Israel has denied entry to members of a UN inquiry into alleged war crimes committed by the Israel Defense Forces (IDF) during Operation Protective Edge in the Gaza Strip.
Members of the investigation committee, including its lead investigator Prof. William Schabas, were left stranded in the Jordanian capital, Amman, after being refused entry into Israel because the country would not cooperate with the commission.
The decision not to cooperate with the investigative team was approved and supported by Israeli Prime Minister Benjamin Netanyahu and Foreign Minister Avigdor Lieberman.
Schabas has been criticised within Israeli circles as anti-Israel after previously stating that he wished to see Netanyahu "within the dock of the International Criminal Court", he countered the accusation by saying that he had visited the country "many times".
The Israeli foreign ministry have criticised the investigation led by Schabas as "one-sided" and a "rigged game", claiming that "the report has already been written and they just chose who would sign it."
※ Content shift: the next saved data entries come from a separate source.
use chrono::{DateTime, Datelike, NaiveDate, Utc};
use serde::{Deserialize, Serialize};
use strum_macros::{Display, EnumString};
use utoipa::ToSchema;

/// Workflow status of a leave request. Stored as an uppercase VARCHAR;
/// transitions are one-way, PENDING -> APPROVED or PENDING -> REJECTED.
#[derive(Debug, Clone, Copy, PartialEq, Eq, Display, EnumString, Serialize, Deserialize, ToSchema)]
#[strum(serialize_all = "UPPERCASE")]
#[serde(rename_all = "UPPERCASE")]
pub enum LeaveStatus {
    Pending,
    Approved,
    Rejected,
}

/// Leave classification, decided solely by the month the leave starts in.
/// May is the summer-vacation month; everything else is a regular leave.
#[derive(Debug, Clone, Copy, PartialEq, Eq, Serialize, Deserialize, ToSchema)]
pub enum LeaveKind {
    Summer,
    Regular,
}

/// May, as a calendar month number.
pub const SUMMER_MONTH: u32 = 5;

impl LeaveKind {
    pub fn of(start_date: NaiveDate) -> Self {
        if start_date.month() == SUMMER_MONTH {
            LeaveKind::Summer
        } else {
            LeaveKind::Regular
        }
    }
}

#[derive(Debug, Serialize, Deserialize, sqlx::FromRow, ToSchema)]
pub struct LeaveRequest {
    #[schema(example = 1)]
    pub id: u64,
    #[schema(example = 1000)]
    pub employee_id: u64,
    #[schema(example = "2024-07-10", value_type = String, format = "date")]
    pub start_date: NaiveDate,
    #[schema(example = "2024-07-12", value_type = String, format = "date")]
    pub end_date: NaiveDate,
    #[schema(example = 3)]
    pub number_of_days: u32,
    #[schema(example = "family function")]
    pub reason: String,
    #[schema(example = "PENDING")]
    pub status: String,
    #[schema(example = "2024-07-01T00:00:00Z", value_type = String, format = "date-time")]
    pub created_at: Option<DateTime<Utc>>,
    #[schema(example = "2024-07-01T00:00:00Z", value_type = String, format = "date-time")]
    pub updated_at: Option<DateTime<Utc>>,
}

impl LeaveRequest {
    pub fn kind(&self) -> LeaveKind {
        LeaveKind::of(self.start_date)
    }
}

#[cfg(test)]
mod tests {
    use super::*;
    use std::str::FromStr;

    #[test]
    fn status_round_trips_through_db_strings() {
        assert_eq!(LeaveStatus::Pending.to_string(), "PENDING");
        assert_eq!(LeaveStatus::from_str("APPROVED").unwrap(), LeaveStatus::Approved);
        assert_eq!(LeaveStatus::from_str("REJECTED").unwrap(), LeaveStatus::Rejected);
        assert!(LeaveStatus::from_str("CANCELLED").is_err());
    }

    #[test]
    fn kind_depends_only_on_start_month() {
        let may = NaiveDate::from_ymd_opt(2024, 5, 28).unwrap();
        let june = NaiveDate::from_ymd_opt(2024, 6, 1).unwrap();
        assert_eq!(LeaveKind::of(may), LeaveKind::Summer);
        assert_eq!(LeaveKind::of(june), LeaveKind::Regular);
    }
}
//! Canvas interaction state machine: panning, node dragging and wheel zoom.
//!
//! A gesture starts on a pointer press over the canvas and holds the pointer
//! capture until the button is released or the pointer is lost. While captured,
//! moves are honoured even when the pointer leaves the canvas.

use super::input::{HitTarget, InputEvent, PointerButton};
use super::Editor;
use crate::types::{NodeId, Position};

/// The active pointer gesture.
#[derive(Debug, Clone, PartialEq, Default)]
pub enum Gesture {
    /// No button held
    #[default]
    Idle,
    /// Dragging empty canvas; the offset follows the pointer incrementally.
    PanningCanvas {
        /// Pointer position at the previous move
        last: Position,
    },
    /// Dragging a node; its position is recomputed from the anchor on every move.
    DraggingNode {
        /// Node being dragged
        node: NodeId,
        /// Pointer position at press time
        pointer_start: Position,
        /// Node position at press time
        node_start: Position,
    },
}

impl Editor {
    /// The current gesture.
    pub fn gesture(&self) -> &Gesture {
        &self.gesture
    }

    /// Whether pointer moves/releases outside the canvas must still reach the editor.
    pub fn is_capturing_pointer(&self) -> bool {
        !matches!(self.gesture, Gesture::Idle)
    }

    /// Feeds one input event through the interaction state machine.
    pub fn handle_input(&mut self, event: InputEvent) {
        match event {
            InputEvent::PointerDown { pos, button, target } => self.pointer_down(pos, button, target),
            InputEvent::PointerMove { pos } => self.pointer_move(pos),
            InputEvent::PointerUp { .. } | InputEvent::PointerLost => self.release_gesture(),
            InputEvent::Wheel { delta, zoom } => {
                if zoom {
                    self.viewport.zoom_step(delta.y);
                } else {
                    self.viewport.scroll_by(delta);
                }
            }
        }
    }

    fn pointer_down(&mut self, pos: Position, button: PointerButton, target: HitTarget) {
        if self.is_capturing_pointer() {
            return;
        }

        match (button, target) {
            (PointerButton::Middle, _) | (PointerButton::Primary, HitTarget::Background) => {
                log::debug!("gesture: idle -> panning");
                self.gesture = Gesture::PanningCanvas { last: pos };
                self.selection.clear();
            }
            (PointerButton::Primary, HitTarget::Node(id)) => {
                let Some(node_start) = self.workflow.node(&id).map(|n| n.position) else {
                    return;
                };
                log::debug!("gesture: idle -> dragging {id}");
                self.selection.set(Some(id.clone()));
                self.gesture = Gesture::DraggingNode {
                    node: id,
                    pointer_start: pos,
                    node_start,
                };
            }
            (PointerButton::Secondary, _) => {}
        }
    }

    fn pointer_move(&mut self, pos: Position) {
        match &mut self.gesture {
            Gesture::Idle => {}
            Gesture::PanningCanvas { last } => {
                let delta = pos - *last;
                *last = pos;
                self.viewport.pan_by(delta);
            }
            Gesture::DraggingNode {
                node,
                pointer_start,
                node_start,
            } => {
                let target = *node_start + (pos - *pointer_start) / self.viewport.scale();
                if !self.workflow.move_node(node, target) {
                    self.release_gesture();
                }
            }
        }
    }

    /// Ends any active gesture and releases the pointer capture.
    pub(super) fn release_gesture(&mut self) {
        if self.is_capturing_pointer() {
            log::debug!("gesture: -> idle");
        }
        self.gesture = Gesture::Idle;
    }
}

#[cfg(test)]
mod tests {
    use super::*;
    use crate::editor::input::HitTarget;
    use crate::types::*;
    use crate::workflow::Workflow;

    fn editor() -> Editor {
        let mut wf = Workflow::new();
        wf.add_node(Node::new(
            NodeId::from("n"),
            NodeType::Detection,
            pos(100.0, 100.0),
            NodeData::labeled("YOLO"),
        ));
        wf.add_node(Node::new(
            NodeId::from("m"),
            NodeType::Output,
            pos(500.0, 100.0),
            NodeData::labeled("Sink"),
        ));
        Editor::with_workflow(wf)
    }

    fn press(editor: &mut Editor, at: Position, button: PointerButton, target: HitTarget) {
        editor.handle_input(InputEvent::PointerDown {
            pos: at,
            button,
            target,
        });
    }

    fn move_to(editor: &mut Editor, at: Position) {
        editor.handle_input(InputEvent::PointerMove { pos: at });
    }

    fn node_pos(editor: &Editor, id: &str) -> Position {
        editor.workflow().node(&NodeId::from(id)).unwrap().position
    }

    #[test]
    fn test_background_press_pans_incrementally_and_clears_selection() {
        let mut ed = editor();
        ed.select_node(NodeId::from("n"));

        press(&mut ed, pos(0.0, 0.0), PointerButton::Primary, HitTarget::Background);
        assert!(matches!(ed.gesture(), Gesture::PanningCanvas { .. }));
        assert!(ed.selection().selected().is_none());
        assert!(!ed.selection().inspector_visible());

        move_to(&mut ed, pos(10.0, 10.0));
        move_to(&mut ed, pos(6.0, 16.0));
        assert_eq!(ed.viewport().offset(), pos(6.0, 16.0));

        ed.handle_input(InputEvent::PointerUp { pos: pos(6.0, 16.0) });
        assert_eq!(ed.gesture(), &Gesture::Idle);
        assert!(!ed.is_capturing_pointer());

        move_to(&mut ed, pos(100.0, 100.0));
        assert_eq!(ed.viewport().offset(), pos(6.0, 16.0));
    }

    #[test]
    fn test_middle_press_pans_even_over_a_node() {
        let mut ed = editor();
        press(
            &mut ed,
            pos(150.0, 150.0),
            PointerButton::Middle,
            HitTarget::Node(NodeId::from("n")),
        );
        assert!(matches!(ed.gesture(), Gesture::PanningCanvas { .. }));
        move_to(&mut ed, pos(160.0, 140.0));
        assert_eq!(node_pos(&ed, "n"), pos(100.0, 100.0));
        assert_eq!(ed.viewport().offset(), pos(10.0, -10.0));
    }

    #[test]
    fn test_node_press_selects_and_drags_without_panning() {
        let mut ed = editor();
        press(
            &mut ed,
            pos(150.0, 150.0),
            PointerButton::Primary,
            HitTarget::Node(NodeId::from("n")),
        );

        assert!(ed.selection().is_selected(&NodeId::from("n")));
        assert!(ed.selection().inspector_visible());
        assert!(ed.is_capturing_pointer());

        move_to(&mut ed, pos(170.0, 140.0));
        assert_eq!(node_pos(&ed, "n"), pos(120.0, 90.0));
        assert_eq!(ed.viewport().offset(), Position::ZERO);
    }

    #[test]
    fn test_drag_divides_total_delta_by_scale_regardless_of_granularity() {
        let mut coarse = editor();
        let mut fine = editor();
        for ed in [&mut coarse, &mut fine] {
            ed.viewport_mut().set_scale(2.0);
            press(
                ed,
                pos(300.0, 300.0),
                PointerButton::Primary,
                HitTarget::Node(NodeId::from("n")),
            );
        }

        move_to(&mut coarse, pos(340.0, 260.0));
        for i in 1..=40 {
            let step = i as f32;
            move_to(&mut fine, pos(300.0 + step, 300.0 - step));
        }

        assert_eq!(node_pos(&coarse, "n"), pos(120.0, 80.0));
        assert_eq!(node_pos(&fine, "n"), node_pos(&coarse, "n"));
    }

    #[test]
    fn test_second_press_during_gesture_is_ignored() {
        let mut ed = editor();
        press(
            &mut ed,
            pos(0.0, 0.0),
            PointerButton::Primary,
            HitTarget::Node(NodeId::from("n")),
        );
        press(
            &mut ed,
            pos(0.0, 0.0),
            PointerButton::Middle,
            HitTarget::Node(NodeId::from("m")),
        );
        assert!(matches!(
            ed.gesture(),
            Gesture::DraggingNode { node, .. } if node.as_str() == "n"
        ));
    }

    #[test]
    fn test_secondary_and_stale_presses_do_nothing() {
        let mut ed = editor();
        press(&mut ed, pos(0.0, 0.0), PointerButton::Secondary, HitTarget::Background);
        assert_eq!(ed.gesture(), &Gesture::Idle);

        press(
            &mut ed,
            pos(0.0, 0.0),
            PointerButton::Primary,
            HitTarget::Node(NodeId::from("ghost")),
        );
        assert_eq!(ed.gesture(), &Gesture::Idle);
        assert!(ed.selection().selected().is_none());
    }

    #[test]
    fn test_pointer_lost_ends_gesture() {
        let mut ed = editor();
        press(&mut ed, pos(0.0, 0.0), PointerButton::Primary, HitTarget::Background);
        ed.handle_input(InputEvent::PointerLost);
        assert_eq!(ed.gesture(), &Gesture::Idle);
    }

    #[test]
    fn test_deleting_dragged_node_returns_to_idle() {
        let mut ed = editor();
        press(
            &mut ed,
            pos(0.0, 0.0),
            PointerButton::Primary,
            HitTarget::Node(NodeId::from("n")),
        );
        ed.delete_node(&NodeId::from("n"));

        assert_eq!(ed.gesture(), &Gesture::Idle);
        move_to(&mut ed, pos(50.0, 50.0));
        assert!(ed.workflow().node(&NodeId::from("n")).is_none());
    }

    #[test]
    fn test_wheel_zooms_with_modifier_and_pans_without() {
        let mut ed = editor();
        ed.handle_input(InputEvent::Wheel {
            delta: pos(0.0, -100.0),
            zoom: true,
        });
        assert!((ed.viewport().scale() - 1.05).abs() < 1e-6);

        ed.handle_input(InputEvent::Wheel {
            delta: pos(4.0, 20.0),
            zoom: false,
        });
        assert_eq!(ed.viewport().offset(), pos(-4.0, -20.0));
    }
}
//! Canvas input: translates egui events into editor input and handles drops.
//!
//! Pointer positions are converted to canvas-local coordinates before they
//! reach the editor, so the core never sees panel or window chrome.

use super::state::WorkflowApp;
use super::theme::Palette;
use crate::constants::{ADD_BUTTON_RADIUS, NODE_HEIGHT, NODE_WIDTH, WHEEL_LINE_HEIGHT};
use crate::editor::{HitTarget, InputEvent, PointerButton};
use crate::types::{self, pos, Direction, Node, NodeId, Position};
use eframe::egui;

/// Drag-and-drop payload carried from the library to the canvas: a node type key.
#[derive(Debug, Clone, Copy, PartialEq, Eq)]
pub struct LibraryPayload(pub &'static str);

pub(super) fn to_position(p: egui::Pos2) -> Position {
    pos(p.x, p.y)
}

pub(super) fn to_pos2(p: Position) -> egui::Pos2 {
    egui::pos2(p.x, p.y)
}

fn to_core_rect(rect: egui::Rect) -> types::Rect {
    types::Rect {
        min: to_position(rect.min),
        max: to_position(rect.max),
    }
}

fn map_button(button: egui::PointerButton) -> Option<PointerButton> {
    match button {
        egui::PointerButton::Primary => Some(PointerButton::Primary),
        egui::PointerButton::Middle => Some(PointerButton::Middle),
        egui::PointerButton::Secondary => Some(PointerButton::Secondary),
        _ => None,
    }
}

/// Centres of the four "+" buttons around a node's screen rectangle.
pub(super) fn add_button_centers(rect: egui::Rect) -> [(Direction, egui::Pos2); 4] {
    [
        (Direction::Top, rect.center_top()),
        (Direction::Right, rect.right_center()),
        (Direction::Bottom, rect.center_bottom()),
        (Direction::Left, rect.left_center()),
    ]
}

impl WorkflowApp {
    /// Renders the canvas and feeds this frame's input to the editor.
    ///
    /// # Arguments
    ///
    /// * `ui` - The egui UI context
    pub(super) fn draw_canvas(&mut self, ui: &mut egui::Ui) {
        let (response, painter) =
            ui.allocate_painter(ui.available_size(), egui::Sense::click_and_drag());
        let canvas_rect = response.rect;

        self.handle_library_drop(ui, &response);
        self.forward_pointer_events(ui, canvas_rect);
        self.update_hovered_node(ui, canvas_rect);

        let palette = *Palette::for_mode(self.editor.theme_mode());
        self.render_workflow(&painter, canvas_rect, &palette);

        if self.editor.is_capturing_pointer() {
            ui.ctx().set_cursor_icon(egui::CursorIcon::Grabbing);
        } else if self.hovered_node.is_some() {
            ui.ctx().set_cursor_icon(egui::CursorIcon::Grab);
        }
    }

    /// Canvas-space screen position of a world point.
    pub(super) fn world_to_canvas(&self, world: Position, canvas_rect: egui::Rect) -> egui::Pos2 {
        let screen = self.editor.viewport().world_to_screen(world);
        canvas_rect.min + egui::vec2(screen.x, screen.y)
    }

    /// Screen rectangle a node occupies at the current zoom.
    pub(super) fn node_screen_rect(&self, node: &Node, canvas_rect: egui::Rect) -> egui::Rect {
        let scale = self.editor.viewport().scale();
        egui::Rect::from_min_size(
            self.world_to_canvas(node.position, canvas_rect),
            egui::vec2(NODE_WIDTH, NODE_HEIGHT) * scale,
        )
    }

    /// Whether a press at `p` belongs to the canvas rather than something drawn above it.
    fn accepts_pointer_at(&self, ui: &egui::Ui, canvas_rect: egui::Rect, p: egui::Pos2) -> bool {
        canvas_rect.contains(p)
            && ui
                .ctx()
                .layer_id_at(p)
                .map_or(true, |layer| layer == ui.layer_id())
    }

    fn forward_pointer_events(&mut self, ui: &egui::Ui, canvas_rect: egui::Rect) {
        let events = ui.input(|i| i.events.clone());
        let origin = canvas_rect.min;
        let local = |p: egui::Pos2| to_position(egui::Pos2::ZERO + (p - origin));

        for event in events {
            match event {
                egui::Event::PointerButton {
                    pos,
                    button,
                    pressed: true,
                    ..
                } => {
                    // While the popover is open a press only dismisses it.
                    if self.editor.pending_add().is_some()
                        || !self.accepts_pointer_at(ui, canvas_rect, pos)
                    {
                        continue;
                    }
                    let Some(button) = map_button(button) else {
                        continue;
                    };
                    if button == PointerButton::Primary && self.open_add_popover_at(pos, canvas_rect)
                    {
                        continue;
                    }
                    let target = match self.editor.node_at_screen(local(pos)) {
                        Some(node) => HitTarget::Node(node.id.clone()),
                        None => HitTarget::Background,
                    };
                    self.editor.handle_input(InputEvent::PointerDown {
                        pos: local(pos),
                        button,
                        target,
                    });
                }
                egui::Event::PointerButton {
                    pos,
                    pressed: false,
                    ..
                } => {
                    self.editor
                        .handle_input(InputEvent::PointerUp { pos: local(pos) });
                }
                egui::Event::PointerMoved(pos) => {
                    self.editor
                        .handle_input(InputEvent::PointerMove { pos: local(pos) });
                }
                // PointerGone fires when the cursor crosses the window edge; a held
                // drag keeps going there, so only a focus loss ends the gesture.
                egui::Event::WindowFocused(false) => {
                    self.editor.handle_input(InputEvent::PointerLost);
                }
                egui::Event::MouseWheel {
                    unit,
                    delta,
                    modifiers,
                    ..
                } => {
                    let over_canvas = ui
                        .input(|i| i.pointer.hover_pos())
                        .is_some_and(|p| self.accepts_pointer_at(ui, canvas_rect, p));
                    if !over_canvas {
                        continue;
                    }
                    let per_unit = match unit {
                        egui::MouseWheelUnit::Point => 1.0,
                        egui::MouseWheelUnit::Line => WHEEL_LINE_HEIGHT,
                        egui::MouseWheelUnit::Page => canvas_rect.height(),
                    };
                    // egui reports "scroll up" as positive y; the editor expects the opposite.
                    self.editor.handle_input(InputEvent::Wheel {
                        delta: pos(-delta.x * per_unit, -delta.y * per_unit),
                        zoom: modifiers.ctrl || modifiers.command,
                    });
                }
                egui::Event::Zoom(factor) if factor != 1.0 => {
                    let over_canvas = ui
                        .input(|i| i.pointer.hover_pos())
                        .is_some_and(|p| self.accepts_pointer_at(ui, canvas_rect, p));
                    if over_canvas {
                        let direction = if factor > 1.0 { -1.0 } else { 1.0 };
                        self.editor.handle_input(InputEvent::Wheel {
                            delta: pos(0.0, direction),
                            zoom: true,
                        });
                    }
                }
                _ => {}
            }
        }
    }

    /// Opens the add-node popover if `p` hits a "+" button of the hovered node.
    fn open_add_popover_at(&mut self, p: egui::Pos2, canvas_rect: egui::Rect) -> bool {
        let Some(node) = self
            .hovered_node
            .as_ref()
            .and_then(|id| self.editor.workflow().node(id))
        else {
            return false;
        };
        let rect = self.node_screen_rect(node, canvas_rect);
        let hit = add_button_centers(rect)
            .into_iter()
            .find(|(_, center)| center.distance(p) <= ADD_BUTTON_RADIUS);
        let Some((direction, center)) = hit else {
            return false;
        };

        let source = node.id.clone();
        let button = egui::Rect::from_center_size(center, egui::Vec2::splat(ADD_BUTTON_RADIUS * 2.0));
        self.editor
            .begin_directional_add(source, direction, to_core_rect(button));
        self.popover.search.clear();
        self.popover.just_opened = true;
        true
    }

    /// Tracks which node shows its "+" buttons. The buttons sit on the node's
    /// edges, so the hover zone extends by one button radius.
    fn update_hovered_node(&mut self, ui: &egui::Ui, canvas_rect: egui::Rect) {
        if self.editor.is_capturing_pointer() || self.editor.pending_add().is_some() {
            self.hovered_node = None;
            return;
        }
        let hover = ui
            .input(|i| i.pointer.hover_pos())
            .filter(|p| self.accepts_pointer_at(ui, canvas_rect, *p));
        self.hovered_node = hover.and_then(|p| self.hovered_node_at(p, canvas_rect));
    }

    fn hovered_node_at(&self, p: egui::Pos2, canvas_rect: egui::Rect) -> Option<NodeId> {
        let hit = |node: &&Node| {
            self.node_screen_rect(node, canvas_rect)
                .expand(ADD_BUTTON_RADIUS)
                .contains(p)
        };
        self.editor
            .selected_node()
            .filter(hit)
            .or_else(|| self.editor.workflow().nodes().iter().rev().find(hit))
            .map(|node| node.id.clone())
    }

    /// Creates a node when a library entry is released over the canvas.
    fn handle_library_drop(&mut self, ui: &egui::Ui, response: &egui::Response) {
        let Some(payload) = response.dnd_release_payload::<LibraryPayload>() else {
            return;
        };
        let Some(window_pos) = ui.input(|i| i.pointer.interact_pos()) else {
            return;
        };
        if let Some(id) = self
            .editor
            .drop_from_library(payload.0, to_position(window_pos))
        {
            log::info!("dropped {} as node {id}", payload.0);
        }
    }
}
"While Hamas fired thousands of rockets toward Israel, the UN Human Rights Council decided it would determine in advance Israel's 'guilt' and set up an investigative committee to serve as a rubber stamp to its known positions," a ministry statement said.
"Since the Schabas commission is not an inquiry but a commission that gives its conclusions in advance, Israel will not cooperate with the UN Commission on Human Rights over the last conflict with Hamas," Foreign Ministry spokesman Emmanuel Nahshon said in a statement.
Israel has blockaded the Gaza Strip since Hamas gained control of the territory in 2007 and restricts the movements of goods through its border because of perceived security concerns emanating from the Islamist militant factions.
In July, the UN's top human rights chief, Navi Pillay, condemned the Israeli military for their actions during Operation Protective Edge in the Gaza Strip, where she said war crimes may have been committed and there was a high possibility that "international law has been violated".
In the recent seven-week Gaza conflict, over 2,100 Palestinians - mostly civilians - lost their lives. All but five of the 68 Israeli fatalities were soldiers.